La Chiesa autocefala ucraina, staccata da Mosca per colpa dei “nemici esterni” condannati da Kirill, il primo dei quali è il patriarca di Costantinopoli Bartolomeo II, si sono riuniti proprio nel giorno dei santi Cirillo e Metodio in un Sinodo che si è tenuto nella cattedrale di Santa Sofia di Kiev, la chiesa-madre dell’ortodossia russa. Dopo aver sottolineato che diverse centinaia di parrocchie moscovite sono già passate sotto la guida di Kiev, il metropolita Epifanyj (Dumenko) ha rivolto un esplicito appello “ai gerarchi, al clero e ai fedeli della giurisdizione del patriarcato di Mosca in Ucraina” affinché si uniscano nell’unica Chiesa indipendente, e insieme si faccia appello a Costantinopoli, agli altri patriarcati antichi e a tutte le Chiese ortodosse dei vari Paesi per chiedere la destituzione di Kirill. Si deve “portare il patriarca russo a rispondere canonicamente per aver diffuso l’insegnamento eretico dell’etno-filetismo” - il nazionalismo religioso - “sulla base dell’ideologia del Mondo Russo, che ha portato alla benedizione delle armate russe nella guerra in Ucraina e a provocare scismi nell’Ortodossia a ogni latitudine, in particolare dopo la creazione di eparchie russe sul territorio canonico del patriarcato di Alessandria”.
Gli ucraini autocefali citano come esempio da seguire il comportamento della Chiesa di Serbia, che nei giorni scorsi ha riconosciuto da Belgrado l’autocefalia della Chiesa della Macedonia del nord, già benedetta come canonica dal patriarcato ecumenico. In effetti, la riconciliazione e separazione pacifica tra serbi e macedoni ha del miracoloso, e si deve considerare in buona parte un effetto del conflitto ucraino. Per anni i serbi avevano a loro volta minacciato di dover intervenire anche con la forza, cosa che hanno dimostrato di saper fare non meno dei russi già trent’anni fa, lottando per il Kosovo “terra d’origine della Chiesa ortodossa locale”. Quindi hanno cercato di impedire la divisione di una parte della loro Chiesa, formatasi dalla riunione di varie giurisdizioni proprio come in Ucraina, in uno Stato che la Serbia ha cercato a sua volta di non riconoscere e che si è reso indipendente con incertezze e sofferenze non inferiori a quelle di Kiev, la Macedonia del nord di Skopje e Ohrid, antiche città sedi di scuole ortodosse che hanno insegnato il cirillico a tutti gli altri popoli slavi meridionali e orientali.

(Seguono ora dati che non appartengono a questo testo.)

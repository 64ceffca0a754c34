//! Configuration for the assembly operator.

use std::path::PathBuf;
use std::time::Duration;

use anyhow::{Context, Result};
use assembly_reconcile::DEFAULT_RECONCILE_INTERVAL;

use crate::platform::Scope;

/// Operator configuration.
#[derive(Debug, Clone)]
pub struct Config {
    /// Namespace to watch; `None` means all namespaces.
    pub namespace: Option<String>,

    /// Interval between reconcile-all sweeps.
    pub reconcile_interval: Duration,

    /// Assemblies reconciled at once within a sweep.
    pub max_concurrent_reconciles: usize,

    /// Resource operations run at once within one reconcile.
    pub max_concurrent_operations: usize,

    /// Log level (trace, debug, info, warn, error), used when `RUST_LOG` is unset.
    pub log_level: String,

    /// JSON file of spec sources to preload into the in-memory platform.
    pub seed_file: Option<PathBuf>,
}

impl Config {
    /// Load configuration from environment variables.
    pub fn from_env() -> Result<Self> {
        Self::from_lookup(|key| std::env::var(key).ok())
    }

    /// Load configuration through `lookup`.
    pub fn from_lookup(lookup: impl Fn(&str) -> Option<String>) -> Result<Self> {
        let namespace = lookup("ASSEMBLY_NAMESPACE").filter(|ns| !ns.is_empty());

        let reconcile_interval = lookup("ASSEMBLY_RECONCILE_INTERVAL_SECS")
            .map(|v| v.parse::<u64>().map(Duration::from_secs))
            .transpose()
            .context("invalid ASSEMBLY_RECONCILE_INTERVAL_SECS")?
            .unwrap_or(DEFAULT_RECONCILE_INTERVAL);

        let max_concurrent_reconciles = lookup("ASSEMBLY_MAX_CONCURRENT_RECONCILES")
            .map(|v| v.parse::<usize>())
            .transpose()
            .context("invalid ASSEMBLY_MAX_CONCURRENT_RECONCILES")?
            .unwrap_or(4);

        let max_concurrent_operations = lookup("ASSEMBLY_MAX_CONCURRENT_OPERATIONS")
            .map(|v| v.parse::<usize>())
            .transpose()
            .context("invalid ASSEMBLY_MAX_CONCURRENT_OPERATIONS")?
            .unwrap_or(8);

        let log_level = lookup("ASSEMBLY_LOG_LEVEL").unwrap_or_else(|| "info".to_string());

        let seed_file = lookup("ASSEMBLY_SEED_FILE").map(PathBuf::from);

        Ok(Self {
            namespace,
            reconcile_interval,
            max_concurrent_reconciles,
            max_concurrent_operations,
            log_level,
            seed_file,
        })
    }

    /// The namespaces sweeps cover.
    pub fn scope(&self) -> Scope {
        match &self.namespace {
            Some(ns) => Scope::Namespace(ns.clone()),
            None => Scope::AllNamespaces,
        }
    }
}

#[cfg(test)]
mod tests {
    use std::collections::HashMap;

    use super::*;

    fn lookup(pairs: &[(&str, &str)]) -> impl Fn(&str) -> Option<String> {
        let map: HashMap<String, String> = pairs
            .iter()
            .map(|(k, v)| (k.to_string(), v.to_string()))
            .collect();
        move |key| map.get(key).cloned()
    }

    #[test]
    fn test_defaults() {
        let config = Config::from_lookup(lookup(&[])).unwrap();
        assert_eq!(config.scope(), Scope::AllNamespaces);
        assert_eq!(config.reconcile_interval, Duration::from_secs(30));
        assert_eq!(config.max_concurrent_reconciles, 4);
        assert_eq!(config.max_concurrent_operations, 8);
        assert_eq!(config.log_level, "info");
        assert!(config.seed_file.is_none());
    }

    #[test]
    fn test_overrides() {
        let config = Config::from_lookup(lookup(&[
            ("ASSEMBLY_NAMESPACE", "kafka"),
            ("ASSEMBLY_RECONCILE_INTERVAL_SECS", "5"),
            ("ASSEMBLY_MAX_CONCURRENT_OPERATIONS", "2"),
        ]))
        .unwrap();
        assert_eq!(config.scope(), Scope::Namespace("kafka".into()));
        assert_eq!(config.reconcile_interval, Duration::from_secs(5));
        assert_eq!(config.max_concurrent_operations, 2);
    }

    #[test]
    fn test_invalid_number_is_an_error() {
        let err = Config::from_lookup(lookup(&[("ASSEMBLY_MAX_CONCURRENT_RECONCILES", "many")]))
            .unwrap_err();
        assert!(err.to_string().contains("ASSEMBLY_MAX_CONCURRENT_RECONCILES"));
    }
}
//! # assembly-naming
//!
//! Assembly identities and the deterministic naming scheme for derived
//! resources.
//!
//! ## Design Principles
//!
//! - Resource names are a pure function of the assembly name, the
//!   sub-component role and (for members and claims) the replica index
//! - No ownership index is stored anywhere; the name is the only link
//!   between an assembly and the resources derived from it
//! - Identities have a canonical `namespace/name` form with strict parsing
//!
//! ## Naming Scheme
//!
//! For an assembly called `my-cluster`:
//!
//! - `my-cluster-kafka`, `my-cluster-kafka-headless`
//! - `my-cluster-zookeeper`, `my-cluster-zookeeper-headless`
//! - `my-cluster-kafka-metrics-config`
//! - `my-cluster-topic-controller`
//! - `my-cluster-kafka-0` (member), `data-my-cluster-kafka-0` (claim)

mod error;
mod names;
mod types;

pub use error::NamingError;
pub use names::*;
pub use types::*;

L’apostolo slavo Metodio e i suoi discepoli si erano infatti rifugiati nei Balcani e nei territori macedoni, da cui erano partiti i due fratelli all’inizio della missione. I primi a tentare di creare dei patriarcati etnici indipendenti furono i bulgari e i serbi, soffocati prima dai bizantini e poi dagli ottomani; i russi pretendono da mille anni di interpretare questa aspirazione degli slavi all’unità libera da ogni altro padrone, finendo per farsi a propria volta padroni di altri slavi che non vogliono sottoporsi ad essi. È in gioco non solo l’Ortodossia e le sue tante giurisdizioni, tra le quali i cattolici cercano di inserirsi con alterne fortune come fratelli e mediatori; è l’intera Europa che deve ritrovare il senso della propria storia, della propria unità, della propria fede.